Furthermore, the cap thickness of the primary SMILE determines the retreatment option when refractive regression occurs [17]. Surface ablation and CIRCLE (cap-to-flap) procedure are the common enhancement methods for SMILE while the thin-flap LASIK is seldom used due to the increased risk of buttonholes [18]. As the visual outcomes of surface ablation and CIRCLE enhancement after SMILE were comparable, surface ablation has a biomechanics advantage over CIRCLE due to fewer collagen lamellae being cut off, surface ablation becomes an excellent option for enhancement [19]. A thinner initial corneal cap might result in the opening of the cap because a thin cap may not be enough to afford the ablation depth, which means the patients have to take a risk of complications and biomechanical weakening related to the flap. Therefore, the cap thickness plays a crucial role in SMILE.
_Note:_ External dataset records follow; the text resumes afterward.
//! Domain layer - Checkers, test cases, evaluation and the ports they depend on

pub mod checker;
pub mod credentials;
pub mod error;
pub mod evaluation;
pub mod llm;
pub mod storage;
pub mod test_case;

pub use checker::{BoundChecker, CheckerKind, CheckerRegistry, FormatChecker, InstructionGroup};
pub use credentials::{Credential, CredentialProvider, CredentialType};
pub use error::DomainError;
pub use evaluation::{
    AggregateTable, CallAdapter, EngineConfig, EvaluationEngine, EvaluationError, FailureReason,
    ModelOutput, ProviderErrorPolicy, ResultAggregator, RetryPolicy, RunId, RunReport, RunStatus,
    Verdict,
};
pub use llm::{
    FunctionSchema, LlmProvider, LlmRequest, LlmResponse, Message, MessageRole, ProviderError,
    ToolCall,
};
pub use storage::{Storage, StorageEntity, StorageKey};
pub use test_case::{TestCase, TestCaseId, TestCaseValidationError};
This prospective study was designed to investigate and compare the corneal biomechanics assessed by Corvis ST (Oculus Optikgeräte GmbH, Wetzlar, Germany) and the new software (version 1.6r2031) following SMILE with different cap thicknesses of 110 μm, 120 μm, and 130 μm for myopia and myopic astigmatism correction, so as to appraise the clinical importance of these cap thicknesses further.

Patients

A prospective case-control study. 75 patients (146 eyes) were recruited at the Eye Center of Beijing Tongren Hospital between August 2020 and November 2021. The inclusion criteria were 18 years or older, the central corneal thickness (CCT) between 510 μm and 580 μm bilaterally, the manifest refraction spherical equivalent (MRSE) between − 3.00 diopters (D) and − 8.00D, stable refraction (alteration of 1.00D or less) for at least 2 years, corrected distance visual acuity (CDVA) of 20/25 or better, refrained from soft contact lenses for at least 2 weeks and rigid contact lenses for at least 4 weeks and orthokeratology lenses for at least 12 weeks before surgery. The exclusion criteria included calculated residual stromal thickness less than 280 μm, presence or history of ocular and systemic diseases, or history of ocular surgery. This study was conducted in compliance with the Declaration of Helsinki and was approved by the institutional review board of Beijing Tongren Hospital. Written informed consent was obtained from all patients before surgery.

Measurements

All the participants underwent a thorough ophthalmologic examination for both eyes preoperatively, including uncorrected distance visual acuity (UDVA), CDVA [logarithm of the minimum angle of resolution (logMAR) scale], manifest refraction, intraocular pressure by non-contact tonometer, slit lamp and fundus examination. The Corvis ST (Oculus Optikgeräte GmbH, Wetzlar, Germany) measurement was performed by the same experienced physician (XTL) and carried out between 09.00 am and 04.00 pm [20]. Before each measurement, the patients were asked to blink eyes to achieve regular tear film. Only the examinations with a quality score of ‘OK’ were included for analysis. The biomechanical parameters were recorded and obtained. UDVA, slit lamp examination, refraction, along with the Corvis ST were acquired preoperatively, at 1 week and 1, 3, 6 months postoperatively.

Surgical technique

After analysis of the preoperative clinical files, the cap thickness was designed by the same experienced surgeon (FJZ) as 110 μm, 120 μm, and 130 μm for SMILE treatment. Preoperatively, all patients received antibiotic eye drops for 3 days. All the surgeries were performed by the same surgeon (FZ) using the Visumax femtosecond laser system (Carl Zeiss Meditec AG, Jena, Germany) with a repetition rate of 500 kHz and pulse energy of 130 nJ. The cap thickness of the bilateral eyes of each patient was the same and the optical zone was 6.5 mm. The 2-mm incision was created at the 12 o’clock position. Antibiotic, steroid and artificial tear drops were administered for 2–4 weeks at post-op.

Statistical analysis

The Shapiro–Wilk test was applied for testing the normality of data. Normally distributed data were described as mean ± standard deviation, and were analyzed by the one-way analysis of variances (ANOVA) with Bonferroni correction. Repeated-measures analysis of variance with Bonferroni correction (the preoperative value as a covariate) was used for comparing the parameters within different follow-up times. Non-normally distributed data were presented as median and quartile ranges and were analyzed by the Kruskal-Wallis test or Friedman test. P<0.05 was considered statistically significant. The statistical analysis was performed by SPSS software (version 26.0; IBM, Chicago, IL, USA).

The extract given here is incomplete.